§ Problem to solve
Report back every line below that carries the word "ReadExpect".

§ Extracted material
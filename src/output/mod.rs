//! Reporting of the simulation, to the console and to files.

pub mod console_output;
pub mod file_output;
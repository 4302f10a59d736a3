//! Handling of dark states and repumping

use crate::atom::{HyperfineLevel, Velocity};
use crate::configuration::MotConfiguration;
use crate::constant::{BOLTZCONST, TEMPERATURE_FLOOR};
use crate::observables::StepObservables;
use crate::random::SimulationRng;
use rand::Rng;
use specs::prelude::*;

/// Parameters of the repumping light and of the leak into the uncoupled dark level.
#[derive(Clone, Copy, Debug, PartialEq)]
pub struct Repumper {
    /// Intensity of the repumping light, W/m^2.
    pub intensity: f64,
    /// Saturation intensity of the repumped transition, W/m^2.
    pub saturation_intensity: f64,
    /// Dimensionless repumping efficiency.
    pub effect: f64,
    /// Probability per step that a cycling atom leaks into the dark level.
    pub leak_probability: f64,
    /// Mass of the atom, kg.
    pub atom_mass: f64,
}

impl Repumper {
    pub fn from_config(config: &MotConfiguration) -> Self {
        Repumper {
            intensity: config.repumper_intensity,
            saturation_intensity: config.saturation_intensity,
            effect: config.repumper_effect,
            leak_probability: config.dark_leak_probability,
            atom_mass: config.atom_mass,
        }
    }

    /// Probability that an atom of the given velocity is returned from F=1 to F=2 in one step.
    ///
    /// Slow atoms are repumped more efficiently; the velocity acceptance scales with the
    /// thermal velocity of the ensemble. `temperature` is clamped to [TEMPERATURE_FLOOR].
    pub fn promotion_probability(&self, velocity: f64, temperature: f64) -> f64 {
        let temperature = temperature.max(TEMPERATURE_FLOOR);
        self.effect * self.intensity / self.saturation_intensity
            * (-velocity.powi(2) / (2.0 * BOLTZCONST * temperature / self.atom_mass)).exp()
    }

    /// Applies repumping and dark-state leakage to a single atom.
    ///
    /// Two uniform numbers are drawn for every atom: one for promotion, then one for leakage.
    /// Both are tested against the level the atom had before the call.
    pub fn apply<R: Rng + ?Sized>(
        &self,
        level: HyperfineLevel,
        velocity: f64,
        temperature: f64,
        rng: &mut R,
    ) -> HyperfineLevel {
        let promote = rng.gen::<f64>() < self.promotion_probability(velocity, temperature);
        let leak = rng.gen::<f64>() < self.leak_probability;
        match level {
            HyperfineLevel::F1 if promote => HyperfineLevel::F2,
            l if l.is_cycling() && leak => HyperfineLevel::Dark,
            l => l,
        }
    }
}

/// Applies the repumper to a whole ensemble, in order.
///
/// `levels` and `velocities` must be index aligned.
pub fn apply_repumper<R: Rng + ?Sized>(
    repumper: &Repumper,
    levels: &mut [HyperfineLevel],
    velocities: &[f64],
    temperature: f64,
    rng: &mut R,
) {
    for (level, velocity) in levels.iter_mut().zip(velocities.iter()) {
        *level = repumper.apply(*level, *velocity, temperature, rng);
    }
}

/// Repumps atoms from F=1 and lets cycling atoms leak to the dark level.
///
/// Uses the trapped temperature of the current step.
pub struct RepumpSystem;

impl<'a> System<'a> for RepumpSystem {
    type SystemData = (
        ReadExpect<'a, MotConfiguration>,
        ReadExpect<'a, StepObservables>,
        WriteExpect<'a, SimulationRng>,
        ReadStorage<'a, Velocity>,
        WriteStorage<'a, HyperfineLevel>,
    );

    fn run(&mut self, (config, observables, mut rng, velocities, mut levels): Self::SystemData) {
        let repumper = Repumper::from_config(&config);
        for (vel, level) in (&velocities, &mut levels).join() {
            *level = repumper.apply(*level, vel.vel, observables.temperature, &mut *rng);
        }
    }
}
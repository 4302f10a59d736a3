extern crate rb87_mot as lib;

use clap::Parser;
use lib::averager::MultiRunAverager;
use lib::configuration::SimulationConfig;
use lib::error::Result;
use lib::output::console_output::ConsoleProgress;
use lib::output::file_output;
use log::{error, info};
use std::path::PathBuf;
use std::process;

/// Monte-Carlo simulation of the 1-D laser cooling of a rubidium-87 cloud.
#[derive(Parser)]
#[command(author, version, about)]
struct Args {
    /// YAML or JSON configuration file. Defaults are used when omitted.
    #[arg(short, long)]
    config: Option<PathBuf>,

    /// Directory the CSV results are written to.
    #[arg(short, long, default_value = "output")]
    output: PathBuf,

    /// Master seed of the runs. Overrides the configuration file.
    #[arg(short, long)]
    seed: Option<u64>,

    /// Number of atoms per run. Overrides the configuration file.
    #[arg(long)]
    n_atoms: Option<usize>,

    /// Number of runs to average. Overrides the configuration file.
    #[arg(long)]
    n_simulations: Option<usize>,
}

fn run(args: Args) -> Result<()> {
    let mut config = match &args.config {
        Some(path) => SimulationConfig::load(path)?,
        None => SimulationConfig::default(),
    };
    if let Some(n_atoms) = args.n_atoms {
        config.options.n_atoms = n_atoms;
    }
    if let Some(n_simulations) = args.n_simulations {
        config.options.n_simulations = n_simulations;
    }
    if let Some(seed) = args.seed {
        config.options.seed = Some(seed);
    }
    config.validate()?;

    let seed = config.options.seed.unwrap_or_else(rand::random);
    info!("Using master seed {}.", seed);

    let averager = MultiRunAverager::new(config.physics, config.options)?;
    let result = averager.run_with_progress(seed, &ConsoleProgress::default())?;
    match result.final_temperature() {
        Some(temperature) => info!("Final temperature of the trapped cloud: {:e} K", temperature),
        None => info!("No steps were simulated."),
    }
    file_output::write_results(&args.output, &result)?;
    Ok(())
}

fn main() {
    env_logger::Builder::from_env(env_logger::Env::default().default_filter_or("info")).init();
    if let Err(err) = run(Args::parse()) {
        error!("{}", err);
        process::exit(1);
    }
}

§ Output for this task
        ReadExpect<'a, MotConfiguration>,
        ReadExpect<'a, StepObservables>,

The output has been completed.